## Exercise goal
Search the data for the word "scene" and copy each line that has it.

## Data for review
//! Drawable shapes: textured cubes and the cube markers that stand in for lights.
//!
//! All variants share one record ([`Shape`]) holding geometry, transform and
//! material. What differs between a cube and a light is captured by the closed
//! [`ShapeKind`] enum and resolved with a `match` in [`Drawable::draw`].

use std::path::{Path, PathBuf};

use cgmath::{Matrix4, Vector2, Vector3, Zero};

use crate::{
    error::RenderError,
    gfx::{
        backend::{DrawCall, DrawPrimitive, RenderBackend},
        geometry::{write_cube_indices, write_cube_vertices, GeometryData},
        resources::{texture_loader::load_texture, uniforms::ObjectUniforms},
    },
};

/// Position and scale. Rotation is not supported.
#[derive(Debug, Clone, Copy, PartialEq)]
pub struct Transform {
    pub position: Vector3<f32>,
    pub scale: Vector3<f32>,
}

impl Transform {
    pub fn new(position: Vector3<f32>, scale: Vector3<f32>) -> Self {
        Self { position, scale }
    }

    /// translate(position) * scale(scale)
    pub fn model_matrix(&self) -> Matrix4<f32> {
        Matrix4::from_translation(self.position)
            * Matrix4::from_nonuniform_scale(self.scale.x, self.scale.y, self.scale.z)
    }
}

impl Default for Transform {
    fn default() -> Self {
        Self::new(Vector3::zero(), Vector3::new(1.0, 1.0, 1.0))
    }
}

#[derive(Debug, Clone, PartialEq)]
pub struct Material {
    /// Base color, each channel in 0..=1
    pub color: Vector3<f32>,
    /// Multiplier applied to texture coordinates before sampling
    pub uv_scale: Vector2<f32>,
    /// Texture file, relative to the scene's asset directory
    pub texture_path: Option<PathBuf>,
}

impl Default for Material {
    fn default() -> Self {
        Self {
            color: Vector3::new(1.0, 1.0, 1.0),
            uv_scale: Vector2::new(1.0, 1.0),
            texture_path: None,
        }
    }
}

/// Light-only properties.
#[derive(Debug, Clone, Copy, PartialEq)]
pub struct LightSource {
    pub color: Vector3<f32>,
    /// Stored for completeness; the shading model does not read it.
    pub intensity: f32,
}

#[derive(Debug, Clone, Copy, PartialEq)]
pub enum ShapeKind {
    Cube,
    Light(LightSource),
}

/// Geometry generation and drawing, implemented by every shape variant.
pub trait Drawable<B: RenderBackend> {
    /// Regenerates vertex data from scratch.
    fn generate_vertices(&mut self);

    /// Regenerates index data from scratch.
    fn generate_indices(&mut self);

    fn generate_geometry(&mut self) {
        self.generate_vertices();
        self.generate_indices();
    }

    /// Issues one draw call with `shader`. Bind state is not preserved afterwards.
    fn draw(&self, backend: &mut B, shader: &B::Shader, view: Matrix4<f32>, projection: Matrix4<f32>);
}

/// A cube-based scene entity owning its geometry and GPU resources.
///
/// The mesh and texture are released when the shape is dropped.
pub struct Shape<B: RenderBackend> {
    name: String,
    kind: ShapeKind,
    size: f32,
    transform: Transform,
    material: Material,
    geometry: GeometryData,
    mesh: Option<B::Mesh>,
    texture: Option<B::Texture>,
}

impl<B: RenderBackend> Shape<B> {
    /// Creates a cube with edge length `size`. GPU resources are created later by
    /// [`Shape::upload`].
    pub fn cube(
        size: f32,
        position: Vector3<f32>,
        scale: Vector3<f32>,
        color: Vector3<f32>,
        texture_path: Option<PathBuf>,
        uv_scale: Vector2<f32>,
    ) -> Self {
        let mut shape = Self {
            name: "Cube".to_string(),
            kind: ShapeKind::Cube,
            size,
            transform: Transform::new(position, scale),
            material: Material {
                color,
                uv_scale,
                texture_path,
            },
            geometry: GeometryData::new(),
            mesh: None,
            texture: None,
        };
        shape.generate_geometry();
        shape
    }

    /// Creates a light marker cube at `position`. The light color doubles as the
    /// marker's base color.
    pub fn light(position: Vector3<f32>, color: Vector3<f32>, size: f32, intensity: f32) -> Self {
        let mut shape = Self::cube(
            size,
            position,
            Vector3::new(1.0, 1.0, 1.0),
            color,
            None,
            Vector2::new(1.0, 1.0),
        );
        shape.name = "Light".to_string();
        shape.kind = ShapeKind::Light(LightSource { color, intensity });
        shape
    }

    pub fn with_name(mut self, name: impl Into<String>) -> Self {
        self.name = name.into();
        self
    }

    /// Creates the GPU mesh and, if a texture path is set, loads and uploads the
    /// texture. A texture that fails to load is logged and the shape stays
    /// untextured.
    pub fn upload(&mut self, backend: &mut B, asset_root: &Path) -> Result<(), RenderError> {
        self.mesh = Some(backend.create_mesh(&self.name, &self.geometry)?);

        if let Some(relative) = &self.material.texture_path {
            let path = asset_root.join(relative);
            let label = format!("{} Texture", self.name);
            self.texture = match load_texture(&path) {
                Ok(image) => backend
                    .create_texture(&label, &image)
                    .inspect_err(|err| log::error!("{err}"))
                    .ok(),
                Err(err) => {
                    log::error!("{err}");
                    None
                }
            };
        }

        Ok(())
    }

    pub fn is_uploaded(&self) -> bool {
        self.mesh.is_some()
    }

    /// Changes the edge length, regenerating geometry and re-uploading the mesh
    /// in place. Nothing happens if the size is unchanged.
    ///
    /// Returns whether the GPU buffers were rewritten.
    pub fn set_size(&mut self, new_size: f32, backend: &mut B) -> bool {
        if self.size == new_size {
            return false;
        }
        self.size = new_size;
        self.generate_geometry();

        match self.mesh.as_mut() {
            Some(mesh) => {
                backend.update_mesh(mesh, &self.geometry);
                true
            }
            None => false,
        }
    }

    pub fn name(&self) -> &str {
        &self.name
    }

    pub fn kind(&self) -> &ShapeKind {
        &self.kind
    }

    pub fn is_light(&self) -> bool {
        matches!(self.kind, ShapeKind::Light(_))
    }

    pub fn size(&self) -> f32 {
        self.size
    }

    pub fn geometry(&self) -> &GeometryData {
        &self.geometry
    }

    pub fn index_count(&self) -> u32 {
        self.geometry.indices.len() as u32
    }

    pub fn transform(&self) -> &Transform {
        &self.transform
    }

    pub fn position(&self) -> Vector3<f32> {
        self.transform.position
    }

    pub fn set_position(&mut self, position: Vector3<f32>) {
        self.transform.position = position;
    }

    pub fn scale(&self) -> Vector3<f32> {
        self.transform.scale
    }

    pub fn set_scale(&mut self, scale: Vector3<f32>) {
        self.transform.scale = scale;
    }

    pub fn material(&self) -> &Material {
        &self.material
    }

    pub fn color(&self) -> Vector3<f32> {
        self.material.color
    }

    pub fn set_color(&mut self, color: Vector3<f32>) {
        self.material.color = color;
    }

    pub fn uv_scale(&self) -> Vector2<f32> {
        self.material.uv_scale
    }

    pub fn set_uv_scale(&mut self, uv_scale: Vector2<f32>) {
        self.material.uv_scale = uv_scale;
    }

    pub fn texture_path(&self) -> Option<&Path> {
        self.material.texture_path.as_deref()
    }

    /// Takes effect on the next [`Shape::upload`].
    pub fn set_texture_path(&mut self, path: Option<PathBuf>) {
        self.material.texture_path = path;
    }

    pub fn texture(&self) -> Option<&B::Texture> {
        self.texture.as_ref()
    }

    pub fn light_source(&self) -> Option<&LightSource> {
        match &self.kind {
            ShapeKind::Light(light) => Some(light),
            ShapeKind::Cube => None,
        }
    }

    /// `None` for plain cubes.
    pub fn light_color(&self) -> Option<Vector3<f32>> {
        self.light_source().map(|light| light.color)
    }

    /// Ignored for plain cubes.
    pub fn set_light_color(&mut self, color: Vector3<f32>) {
        if let ShapeKind::Light(light) = &mut self.kind {
            light.color = color;
        }
    }

    pub fn intensity(&self) -> Option<f32> {
        self.light_source().map(|light| light.intensity)
    }

    /// Ignored for plain cubes.
    pub fn set_intensity(&mut self, intensity: f32) {
        if let ShapeKind::Light(light) = &mut self.kind {
            light.intensity = intensity;
        }
    }
}

impl<B: RenderBackend> Drawable<B> for Shape<B> {
    fn generate_vertices(&mut self) {
        write_cube_vertices(&mut self.geometry, self.size);
    }

    fn generate_indices(&mut self) {
        write_cube_indices(&mut self.geometry);
    }

    fn draw(&self, backend: &mut B, shader: &B::Shader, view: Matrix4<f32>, projection: Matrix4<f32>) {
        let Some(mesh) = self.mesh.as_ref() else {
            log::trace!("Skipping '{}': not uploaded", self.name);
            return;
        };
        let model = self.transform.model_matrix();

        let call = match self.kind {
            ShapeKind::Cube => DrawCall {
                shader,
                mesh,
                texture: self.texture.as_ref(),
                uniforms: ObjectUniforms::new(
                    model,
                    view,
                    projection,
                    self.material.color,
                    self.material.uv_scale,
                ),
                primitive: DrawPrimitive::for_geometry(&self.geometry),
            },
            ShapeKind::Light(_) => DrawCall {
                shader,
                mesh,
                texture: None,
                uniforms: ObjectUniforms::marker(model, view, projection),
                primitive: DrawPrimitive::Indexed {
                    index_count: self.index_count(),
                },
            },
        };

        backend.draw(call);
    }
}
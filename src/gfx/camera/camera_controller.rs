use winit::{
    dpi::{PhysicalPosition, PhysicalSize},
    event::{DeviceEvent, ElementState, MouseButton, MouseScrollDelta, WindowEvent},
};

use super::fly_camera::FlyCamera;

/// Turns mouse motion and wheel events into fly camera look and zoom.
///
/// Look is driven by raw `MouseMotion` deltas, which keep arriving while the
/// cursor is grabbed. Absolute cursor positions are only a fallback for
/// platforms that never report raw motion; the first sample seeds the last
/// position so the camera does not jump.
pub struct CameraController {
    last_position: PhysicalPosition<f64>,
    first_mouse: bool,
    relative_motion: bool,
}

impl CameraController {
    /// Seeds the last cursor position with the window centre.
    pub fn new(window_size: PhysicalSize<u32>) -> Self {
        Self {
            last_position: PhysicalPosition::new(
                window_size.width as f64 / 2.0,
                window_size.height as f64 / 2.0,
            ),
            first_mouse: true,
            relative_motion: false,
        }
    }

    pub fn process_device_event(&mut self, event: &DeviceEvent, camera: &mut FlyCamera) {
        if let DeviceEvent::MouseMotion { delta } = event {
            if !self.relative_motion {
                log::debug!("Using raw mouse motion for camera look");
                self.relative_motion = true;
            }
            let (x_offset, y_offset) = motion_offsets(*delta);
            camera.process_mouse_movement(x_offset, y_offset);
        }
    }

    pub fn uses_relative_motion(&self) -> bool {
        self.relative_motion
    }

    pub fn process_events(&mut self, event: &WindowEvent, camera: &mut FlyCamera) {
        match event {
            WindowEvent::CursorMoved { position, .. } if !self.relative_motion => {
                let (x_offset, y_offset) = self.cursor_offsets(*position);
                camera.process_mouse_movement(x_offset, y_offset);
            }
            WindowEvent::MouseWheel { delta, .. } => {
                let scroll = match delta {
                    MouseScrollDelta::LineDelta(_, y) => *y,
                    MouseScrollDelta::PixelDelta(PhysicalPosition { y, .. }) => *y as f32,
                };
                camera.process_mouse_scroll(scroll);
            }
            WindowEvent::MouseInput { state, button, .. } => log_mouse_button(*button, *state),
            _ => (),
        }
    }

    /// Offsets since the last cursor sample, with y reversed since window
    /// coordinates grow downwards.
    pub fn cursor_offsets(&mut self, position: PhysicalPosition<f64>) -> (f32, f32) {
        if self.first_mouse {
            self.last_position = position;
            self.first_mouse = false;
        }

        let x_offset = position.x - self.last_position.x;
        let y_offset = self.last_position.y - position.y;
        self.last_position = position;

        (x_offset as f32, y_offset as f32)
    }
}

/// Raw motion delta as look offsets, y reversed since device y grows
/// downwards.
fn motion_offsets(delta: (f64, f64)) -> (f32, f32) {
    (delta.0 as f32, -delta.1 as f32)
}

fn log_mouse_button(button: MouseButton, state: ElementState) {
    let name = match button {
        MouseButton::Left => "Left",
        MouseButton::Middle => "Middle",
        MouseButton::Right => "Right",
        _ => {
            log::info!("Unhandled mouse button event");
            return;
        }
    };
    match state {
        ElementState::Pressed => log::info!("{name} Mouse Button Pressed"),
        ElementState::Released => log::info!("{name} Mouse Button Released"),
    }
}

#[cfg(test)]
mod tests {
    use super::*;

    fn controller() -> CameraController {
        CameraController::new(PhysicalSize::new(800, 600))
    }

    #[test]
    fn first_sample_produces_no_offset() {
        let mut controller = controller();
        assert_eq!(controller.cursor_offsets(PhysicalPosition::new(10.0, 500.0)), (0.0, 0.0));
    }

    #[test]
    fn offsets_reverse_y() {
        let mut controller = controller();
        controller.cursor_offsets(PhysicalPosition::new(100.0, 100.0));
        assert_eq!(
            controller.cursor_offsets(PhysicalPosition::new(110.0, 90.0)),
            (10.0, 10.0)
        );
        assert_eq!(
            controller.cursor_offsets(PhysicalPosition::new(105.0, 95.0)),
            (-5.0, -5.0)
        );
    }

    #[test]
    fn moving_cursor_turns_camera() {
        let mut controller = controller();
        let mut camera = FlyCamera::default();
        controller.cursor_offsets(PhysicalPosition::new(0.0, 0.0));
        let yaw = camera.yaw;

        let (dx, dy) = controller.cursor_offsets(PhysicalPosition::new(50.0, 0.0));
        camera.process_mouse_movement(dx, dy);
        assert!((camera.yaw - (yaw + 5.0)).abs() < 1e-5);
    }

    fn cursor_at(x: f64, y: f64) -> WindowEvent {
        WindowEvent::CursorMoved {
            // SAFETY: the id is only compared, never passed to the platform
            device_id: unsafe { winit::event::DeviceId::dummy() },
            position: PhysicalPosition::new(x, y),
        }
    }

    fn motion(dx: f64, dy: f64) -> DeviceEvent {
        DeviceEvent::MouseMotion { delta: (dx, dy) }
    }

    #[test]
    fn raw_motion_keeps_turning_past_window_edge() {
        let mut controller = controller();
        let mut camera = FlyCamera::default();
        let yaw = camera.yaw;

        // a confined cursor would stop at the edge; raw deltas do not
        for _ in 0..100 {
            controller.process_device_event(&motion(50.0, 0.0), &mut camera);
        }
        assert!((camera.yaw - (yaw + 500.0)).abs() < 1e-2);
        assert!(controller.uses_relative_motion());
    }

    #[test]
    fn raw_motion_reverses_y() {
        let mut controller = controller();
        let mut camera = FlyCamera::default();
        let pitch = camera.pitch;
        controller.process_device_event(&motion(0.0, 20.0), &mut camera);
        assert!((camera.pitch - (pitch - 2.0)).abs() < 1e-5);
    }

    #[test]
    fn cursor_positions_ignored_once_raw_motion_arrives() {
        let mut controller = controller();
        let mut camera = FlyCamera::default();
        controller.process_device_event(&motion(0.0, 0.0), &mut camera);
        let yaw = camera.yaw;

        controller.process_events(&cursor_at(0.0, 0.0), &mut camera);
        controller.process_events(&cursor_at(300.0, 0.0), &mut camera);
        assert_eq!(camera.yaw, yaw);
    }

    #[test]
    fn cursor_positions_drive_look_without_raw_motion() {
        let mut controller = controller();
        let mut camera = FlyCamera::default();
        let yaw = camera.yaw;

        controller.process_events(&cursor_at(0.0, 0.0), &mut camera);
        controller.process_events(&cursor_at(30.0, 0.0), &mut camera);
        assert!((camera.yaw - (yaw + 3.0)).abs() < 1e-5);
    }
}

## Answer area
    /// Texture file, relative to the scene's asset directory
/// A cube-based scene entity owning its geometry and GPU resources.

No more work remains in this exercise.